Sería socorrido empezar diciendo que fuimos muy amigos o era tan bueno, socorrido y falso. D. Pedro se ganó su don a base de amabilidad con los alumnos del conservatorio y los críos que íbamos por libre a examinarnos en la calle Dos de Mayo y luego al edificio cercano al hospital clínico, jugándonos el curso a una carta. Había otros dones: D. Jaime Catalá, el profesor de guitarra (y ahora mi vecino), D. Benigno Prego, y otro D. Pedro, Zuloaga, el pianista que hacía dúo con Frechilla, que quizá lo era a secas por su carácter ganso. También estaban la Porres, la Guerras (consulten el DRAE quienes/quienas crean que el artículo femenino singular implica desprecio, nada más lejos) y otras mujeres, sin olvidar a Pepita, la bedel cuando no había bedelas, que nos acomodaba en las aulas en las que era difícil acomodarse y nos devolvía como pastora de corderos si osábamos estirar las piernas en los pasillos buscando el cobijo y últimas instrucciones de nuestra profesora.
Aunque Aizpurúa (sé que en euskara —a propósito lo escribo— no hay tildes, pero en Valladolid le castellanizamos el apellido) podía examinarte de cualquier asignatura, siempre presidía los tribunales de Conjunto Coral, cosa que recordaba nada más sentarte, con su media voz de cura de incógnito:
—Esto no es solfeo: esto es coral.
Acto seguido nos adoctrinaba sobre cómo coger la partitura para mirarla y poderle mirar al tiempo.

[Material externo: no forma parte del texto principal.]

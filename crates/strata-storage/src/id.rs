use std::fmt;
use std::num::NonZeroU64;

/// Synthetic entity identifier.
///
/// Ids are allocated from 1 upwards and never reused within the lineage of
/// snapshots derived from one empty storage. An id stays valid across
/// modifications of its entity.
#[derive(Clone, Copy, PartialEq, Eq, Hash, PartialOrd, Ord)]
pub struct EntityId(NonZeroU64);

impl EntityId {
    /// Returns `None` for the reserved raw value `0`.
    pub fn from_raw(raw: u64) -> Option<Self> {
        NonZeroU64::new(raw).map(Self)
    }

    pub const fn to_raw(self) -> u64 {
        self.0.get()
    }

    /// Dense zero-based slot index.
    pub(crate) fn index(self) -> usize {
        (self.0.get() - 1) as usize
    }

    pub(crate) fn first() -> Self {
        Self(NonZeroU64::MIN)
    }

    /// `None` once the id space is used up.
    pub(crate) fn next(self) -> Option<Self> {
        self.0.checked_add(1).map(Self)
    }
}

impl fmt::Debug for EntityId {
    fn fmt(&self, f: &mut fmt::Formatter<'_>) -> fmt::Result {
        write!(f, "#{}", self.0)
    }
}

impl fmt::Display for EntityId {
    fn fmt(&self, f: &mut fmt::Formatter<'_>) -> fmt::Result {
        write!(f, "#{}", self.0)
    }
}

/// Index of an entity type in its [`crate::EntitySchema`].
#[derive(Clone, Copy, Debug, PartialEq, Eq, Hash, PartialOrd, Ord)]
pub struct EntityTypeId(u16);

impl EntityTypeId {
    pub const fn from_raw(raw: u16) -> Self {
        Self(raw)
    }

    pub const fn to_raw(self) -> u16 {
        self.0
    }

    pub(crate) fn index(self) -> usize {
        usize::from(self.0)
    }
}

impl fmt::Display for EntityTypeId {
    fn fmt(&self, f: &mut fmt::Formatter<'_>) -> fmt::Result {
        write!(f, "type#{}", self.0)
    }
}

/// Identity of an entity derived from its key fields rather than its id.
///
/// Symbolic ids survive removal and re-creation of an entity, which makes them
/// suitable for soft references between entities owned by different sources.
#[derive(Clone, Debug, PartialEq, Eq, Hash, PartialOrd, Ord)]
pub struct SymbolicEntityId {
    type_id: EntityTypeId,
    key: Vec<String>,
}

impl SymbolicEntityId {
    pub fn new(type_id: EntityTypeId, key: impl IntoIterator<Item = impl Into<String>>) -> Self {
        Self {
            type_id,
            key: key.into_iter().map(Into::into).collect(),
        }
    }

    pub fn type_id(&self) -> EntityTypeId {
        self.type_id
    }

    pub fn key(&self) -> &[String] {
        &self.key
    }
}

impl fmt::Display for SymbolicEntityId {
    fn fmt(&self, f: &mut fmt::Formatter<'_>) -> fmt::Result {
        write!(f, "{}({})", self.type_id, self.key.join(", "))
    }
}
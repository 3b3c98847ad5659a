mod apply_changes;
mod basic;
mod cascade;
mod changes;
mod validation;
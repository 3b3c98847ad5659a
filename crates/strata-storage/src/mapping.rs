//! Side tables that attach externally-owned values to entities.
//!
//! A mapping is identified by an [`ExternalMappingKey`]: a name plus the value
//! type stored under it. Mappings live inside the storage, follow its
//! copy-on-write lifecycle and lose their entries when the owning entity is
//! removed.

use std::any::Any;
use std::collections::BTreeMap;
use std::fmt;
use std::marker::PhantomData;
use std::sync::Arc;

use indexmap::IndexMap;

use crate::arena::EntityTable;
use crate::error::{Result, StorageError};
use crate::id::EntityId;

/// Typed name of an external mapping.
pub struct ExternalMappingKey<T> {
    name: &'static str,
    _value: PhantomData<fn() -> T>,
}

impl<T> ExternalMappingKey<T> {
    pub const fn new(name: &'static str) -> Self {
        Self {
            name,
            _value: PhantomData,
        }
    }

    pub const fn name(&self) -> &'static str {
        self.name
    }
}

impl<T> Clone for ExternalMappingKey<T> {
    fn clone(&self) -> Self {
        *self
    }
}

impl<T> Copy for ExternalMappingKey<T> {}

impl<T> fmt::Debug for ExternalMappingKey<T> {
    fn fmt(&self, f: &mut fmt::Formatter<'_>) -> fmt::Result {
        f.debug_tuple("ExternalMappingKey").field(&self.name).finish()
    }
}

/// Values storable in an external mapping.
pub trait MappingValue: Clone + PartialEq + Send + Sync + 'static {}

impl<T: Clone + PartialEq + Send + Sync + 'static> MappingValue for T {}

/// Type-erased mapping table so one storage can hold mappings of any value type.
pub(crate) trait ErasedMapping: Send + Sync {
    fn as_any(&self) -> &dyn Any;
    fn as_any_mut(&mut self) -> &mut dyn Any;
    fn clone_table(&self) -> Box<dyn ErasedMapping>;
    fn empty_like(&self) -> Box<dyn ErasedMapping>;
    fn remove_entity(&mut self, id: EntityId) -> bool;
    fn contains_entity(&self, id: EntityId) -> bool;
    fn len(&self) -> usize;
    fn entity_ids(&self) -> Vec<EntityId>;

    /// Replays the difference between `base` and `changed` onto `self`.
    ///
    /// Entity ids are translated through `remap`; entries it maps to `None`
    /// are skipped. Returns `false` when the tables hold different value types.
    fn merge_diff(
        &mut self,
        base: Option<&dyn ErasedMapping>,
        changed: &dyn ErasedMapping,
        remap: &dyn Fn(EntityId) -> Option<EntityId>,
    ) -> bool;
}

#[derive(Clone, Debug, PartialEq)]
pub(crate) struct MappingTable<T> {
    by_entity: IndexMap<EntityId, T>,
}

impl<T> Default for MappingTable<T> {
    fn default() -> Self {
        Self {
            by_entity: IndexMap::new(),
        }
    }
}

impl<T: MappingValue> ErasedMapping for MappingTable<T> {
    fn as_any(&self) -> &dyn Any {
        self
    }

    fn as_any_mut(&mut self) -> &mut dyn Any {
        self
    }

    fn clone_table(&self) -> Box<dyn ErasedMapping> {
        Box::new(self.clone())
    }

    fn empty_like(&self) -> Box<dyn ErasedMapping> {
        Box::new(MappingTable::<T>::default())
    }

    fn remove_entity(&mut self, id: EntityId) -> bool {
        self.by_entity.shift_remove(&id).is_some()
    }

    fn contains_entity(&self, id: EntityId) -> bool {
        self.by_entity.contains_key(&id)
    }

    fn len(&self) -> usize {
        self.by_entity.len()
    }

    fn entity_ids(&self) -> Vec<EntityId> {
        self.by_entity.keys().copied().collect()
    }

    fn merge_diff(
        &mut self,
        base: Option<&dyn ErasedMapping>,
        changed: &dyn ErasedMapping,
        remap: &dyn Fn(EntityId) -> Option<EntityId>,
    ) -> bool {
        let Some(changed) = changed.as_any().downcast_ref::<MappingTable<T>>() else {
            return false;
        };
        let base = base.and_then(|base| base.as_any().downcast_ref::<MappingTable<T>>());

        if let Some(base) = base {
            for id in base.by_entity.keys() {
                if changed.by_entity.contains_key(id) {
                    continue;
                }
                if let Some(target) = remap(*id) {
                    self.by_entity.shift_remove(&target);
                }
            }
        }
        for (id, value) in &changed.by_entity {
            if base.and_then(|base| base.by_entity.get(id)) == Some(value) {
                continue;
            }
            if let Some(target) = remap(*id) {
                self.by_entity.insert(target, value.clone());
            }
        }
        true
    }
}

pub(crate) type MappingSlot = Arc<dyn ErasedMapping>;

/// All mappings of one storage, keyed by mapping name.
#[derive(Clone, Default)]
pub(crate) struct Mappings {
    tables: BTreeMap<&'static str, MappingSlot>,
}

impl Mappings {
    pub(crate) fn table<T: MappingValue>(
        &self,
        key: &ExternalMappingKey<T>,
    ) -> Option<&MappingTable<T>> {
        let table = self.tables.get(key.name)?;
        let typed = table.as_any().downcast_ref::<MappingTable<T>>();
        if typed.is_none() {
            tracing::debug!(
                target: "strata.storage",
                mapping = key.name,
                "external mapping requested with a different value type"
            );
        }
        typed
    }

    pub(crate) fn table_mut<T: MappingValue>(
        &mut self,
        key: &ExternalMappingKey<T>,
    ) -> Result<&mut MappingTable<T>> {
        let slot = self
            .tables
            .entry(key.name)
            .or_insert_with(|| Arc::new(MappingTable::<T>::default()));
        if slot.as_any().downcast_ref::<MappingTable<T>>().is_none() {
            return Err(StorageError::MappingTypeMismatch {
                name: key.name.to_owned(),
            });
        }
        make_mut(slot)
            .and_then(|table| table.as_any_mut().downcast_mut::<MappingTable<T>>())
            .ok_or_else(|| StorageError::MappingTypeMismatch {
                name: key.name.to_owned(),
            })
    }

    /// Drops every entry keyed on `id`. Returns the names of touched mappings.
    pub(crate) fn remove_entity(&mut self, id: EntityId) -> Vec<&'static str> {
        let touched: Vec<&'static str> = self
            .tables
            .iter()
            .filter(|(_, table)| table.contains_entity(id))
            .map(|(name, _)| *name)
            .collect();
        for name in &touched {
            if let Some(table) = self.tables.get_mut(name).and_then(make_mut) {
                table.remove_entity(id);
            }
        }
        touched
    }

    /// Names of non-empty tables.
    /// Drops the entries of `ids` from the mapping called `name`.
    pub(crate) fn remove_entries(&mut self, name: &str, ids: &[EntityId]) -> usize {
        let Some(slot) = self.tables.get_mut(name) else {
            return 0;
        };
        if !ids.iter().any(|id| slot.contains_entity(*id)) {
            return 0;
        }
        let Some(table) = make_mut(slot) else {
            return 0;
        };
        ids.iter().filter(|id| table.remove_entity(**id)).count()
    }

    pub(crate) fn names(&self) -> impl Iterator<Item = &'static str> + '_ {
        self.tables
            .iter()
            .filter(|(_, table)| table.len() > 0)
            .map(|(name, _)| *name)
    }

    pub(crate) fn iter(&self) -> impl Iterator<Item = (&'static str, &dyn ErasedMapping)> + '_ {
        self.tables
            .iter()
            .map(|(name, table)| (*name, table.as_ref()))
    }

    pub(crate) fn get_erased(&self, name: &str) -> Option<&dyn ErasedMapping> {
        self.tables.get(name).map(|table| table.as_ref())
    }

    pub(crate) fn get_or_insert_like(
        &mut self,
        name: &'static str,
        template: &dyn ErasedMapping,
    ) -> Option<&mut (dyn ErasedMapping + 'static)> {
        let slot = self
            .tables
            .entry(name)
            .or_insert_with(|| Arc::from(template.empty_like()));
        make_mut(slot)
    }

    /// `true` when `name` refers to the same physical table in both sets.
    pub(crate) fn shares_table(&self, other: &Mappings, name: &str) -> bool {
        match (self.tables.get(name), other.tables.get(name)) {
            (Some(a), Some(b)) => Arc::ptr_eq(a, b),
            (None, None) => true,
            _ => false,
        }
    }

    /// Removes tables left empty by edits.
    pub(crate) fn prune_empty(&mut self) {
        self.tables.retain(|_, table| table.len() > 0);
    }
}

impl fmt::Debug for Mappings {
    fn fmt(&self, f: &mut fmt::Formatter<'_>) -> fmt::Result {
        f.debug_map()
            .entries(self.tables.iter().map(|(name, table)| (name, table.len())))
            .finish()
    }
}

/// Unshares `slot` by copying the table when another storage still holds it.
fn make_mut(slot: &mut MappingSlot) -> Option<&mut (dyn ErasedMapping + 'static)> {
    if Arc::get_mut(slot).is_none() {
        *slot = Arc::from(slot.clone_table());
    }
    Arc::get_mut(slot)
}

/// Read-only view of one mapping.
///
/// Views of mappings that were never written are empty.
pub struct ExternalEntityMapping<'a, T> {
    table: Option<&'a MappingTable<T>>,
}

impl<'a, T: MappingValue> ExternalEntityMapping<'a, T> {
    pub(crate) fn new(table: Option<&'a MappingTable<T>>) -> Self {
        Self { table }
    }

    pub fn get_data_by_entity_id(&self, id: EntityId) -> Option<&'a T> {
        self.table?.by_entity.get(&id)
    }

    /// Entities mapped to a value equal to `value`, in mapping order.
    pub fn get_entities(&self, value: &T) -> Vec<EntityId> {
        self.iter()
            .filter(|(_, mapped)| *mapped == value)
            .map(|(id, _)| id)
            .collect()
    }

    pub fn iter(&self) -> impl Iterator<Item = (EntityId, &'a T)> + 'a {
        self.table
            .into_iter()
            .flat_map(|table| table.by_entity.iter().map(|(id, value)| (*id, value)))
    }

    pub fn len(&self) -> usize {
        self.table.map_or(0, |table| table.by_entity.len())
    }

    pub fn is_empty(&self) -> bool {
        self.len() == 0
    }
}

impl<T> fmt::Debug for ExternalEntityMapping<'_, T> {
    fn fmt(&self, f: &mut fmt::Formatter<'_>) -> fmt::Result {
        f.debug_struct("ExternalEntityMapping")
            .field("len", &self.table.map_or(0, |table| table.by_entity.len()))
            .finish()
    }
}

/// Writable view of one mapping inside a builder.
pub struct MutableExternalEntityMapping<'b, T> {
    table: &'b mut MappingTable<T>,
    entities: &'b EntityTable,
    modification_count: &'b mut u64,
}

impl<T> fmt::Debug for MutableExternalEntityMapping<'_, T> {
    fn fmt(&self, f: &mut fmt::Formatter<'_>) -> fmt::Result {
        f.debug_struct("MutableExternalEntityMapping")
            .field("len", &self.table.by_entity.len())
            .finish()
    }
}

impl<'b, T: MappingValue> MutableExternalEntityMapping<'b, T> {
    pub(crate) fn new(
        table: &'b mut MappingTable<T>,
        entities: &'b EntityTable,
        modification_count: &'b mut u64,
    ) -> Self {
        Self {
            table,
            entities,
            modification_count,
        }
    }

    /// Maps `id` to `value`, returning the previous value.
    ///
    /// Fails with [`StorageError::NotFound`] when `id` is not in the builder.
    pub fn add_mapping(&mut self, id: EntityId, value: T) -> Result<Option<T>> {
        if !self.entities.contains(id) {
            return Err(StorageError::NotFound { id });
        }
        *self.modification_count += 1;
        Ok(self.table.by_entity.insert(id, value))
    }

    pub fn remove_mapping(&mut self, id: EntityId) -> Option<T> {
        let removed = self.table.by_entity.shift_remove(&id);
        if removed.is_some() {
            *self.modification_count += 1;
        }
        removed
    }

    pub fn get_data_by_entity_id(&self, id: EntityId) -> Option<&T> {
        self.table.by_entity.get(&id)
    }

    pub fn get_entities(&self, value: &T) -> Vec<EntityId> {
        self.table
            .by_entity
            .iter()
            .filter(|(_, mapped)| *mapped == value)
            .map(|(id, _)| *id)
            .collect()
    }

    pub fn iter(&self) -> impl Iterator<Item = (EntityId, &T)> + '_ {
        self.table.by_entity.iter().map(|(id, value)| (*id, value))
    }

    pub fn len(&self) -> usize {
        self.table.by_entity.len()
    }

    pub fn is_empty(&self) -> bool {
        self.table.by_entity.is_empty()
    }
}
//! Versioned entity storage for the workspace model.
//!
//! An [`EntityStorage`] is an immutable snapshot of typed entities. Edits go
//! through a [`MutableEntityStorage`] builder that shares all untouched data
//! with its base snapshot and turns into a new snapshot with
//! [`MutableEntityStorage::to_snapshot`]. Readers holding older snapshots are
//! never affected.
//!
//! Entity types are declared up front in an [`EntitySchema`]; every write is
//! validated against it, and removal cascades along reference fields declared
//! as [`RefOwnership::Owned`].

mod apply;
mod arena;
mod builder;
mod changelog;
mod consistency;
mod edit;
mod entity;
mod error;
mod id;
mod index;
mod mapping;
mod replace;
mod schema;
mod source;
mod storage;
mod value;

pub use builder::{EntityEditor, MutableEntityStorage};
pub use changelog::EntityChange;
pub use entity::Entity;
pub use error::{ConsistencyError, Result, StorageError, ValidationError};
pub use id::{EntityId, EntityTypeId, SymbolicEntityId};
pub use mapping::{
    ExternalEntityMapping, ExternalMappingKey, MappingValue, MutableExternalEntityMapping,
};
pub use replace::ReplaceSummary;
pub use schema::{
    EntitySchema, EntityType, EntityTypeDecl, EntityTypeRef, FieldDef, FieldSpec, RefOwnership,
    SchemaBuilder, SchemaError,
};
pub use source::EntitySource;
pub use storage::{Entities, EntityStorage, EntityStorageRead, StorageData, StorageOptions};
pub use value::{FieldKind, FieldValue, Fields};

Jamás ponía mala cara ante una equivocación y nunca tenía reparos en decir da capo, por favor.
Yo nací cantarín pero poco estudioso. Mis dos sobresalientes en coral vinieron más por mi contribución al cuarteto como contralto que por mis conocimientos de la teoría. Ya se había encargado Cantalapiedra, D. Luis, de hacerme perder el miedo en el coro del colegio. Más por intuición que por sapiencia, el Morito pititón y otras obras con arreglos del propio Aizpurúa sonaron afinadas. Pese a mis lapsus sobre autores, me dio la máxima nota. La de segundo supuso además el premio de una guitarra que me había apostado con mi padre en una tarde aburrida de pesca en las ventas de Geria. Me sugirió que estudiase canto, cosa que no hice y aún me arrepiento.
Una tarde, Cantalapiedra nos llevó a Eduardo, Nacho, March y a mí, cantores del coro colegial, —del que salieron varias generaciones de músicos gracias a su paciencia ilimitada, larga sería la lista, aunque recuerdo a Nacho Castro, Francisco Lara, Nacho Martín, Eduardo del Campo, Mario Garrote, Alfonso Gato, Toño Campomanes, David de la Plaza, Nacho Zamora, y otros que prefirieron convertirse en cirujanos, ingenieros o arquitectos, sin contar, porque no me da la gana, a alguno que ni es músico ni lo será por más años que viva dándole a la batuta o al piano— a un ensayo de Frechilla y Zuloaga en casa del primero. Nos recibieron adelantando el programa, con el remate de una obra contemporánea para no todos los públicos. A punto de atacar la última obra, que prometía forzar nuestros oídos, sonó el timbre. Entró Aizpurúa y se sentó:
—En atención a D. Pedro— anunció Frechilla, ceremonioso —interpretaremos 2FZ.
2FZ era una obra moderna, muy moderna, dieciséis compases de golpes en el centro del piano (puede que un múltiplo) y otros tantos en los extremos, que Aizpurúa había compuesto para sus amigos y compañeros del conservatorio, Frechilla y Zuloaga. Su director-compositor-amigo asistió al ensayo sin pestañear. Antes de irse charló con nosotros, nos invitó a perseverar en el estudio de la música y se fue dando las gracias a F y Z. Tras otra charla informal de despedida, en la que alabaron la humanidad de su director, así como su visión de adelantado, D. Pedro y D. Miguel nos acompañaron a la puerta. Justo antes de cerrar, llegó el estrambote:
—Os habéis librado de la obra de Fulano de Tal (no recuerdo quién pero me viene Poulenc)— dijo Zuloaga.
—Pero la de Aizpurúa— apostilló Frechilla —no es moco de pavo.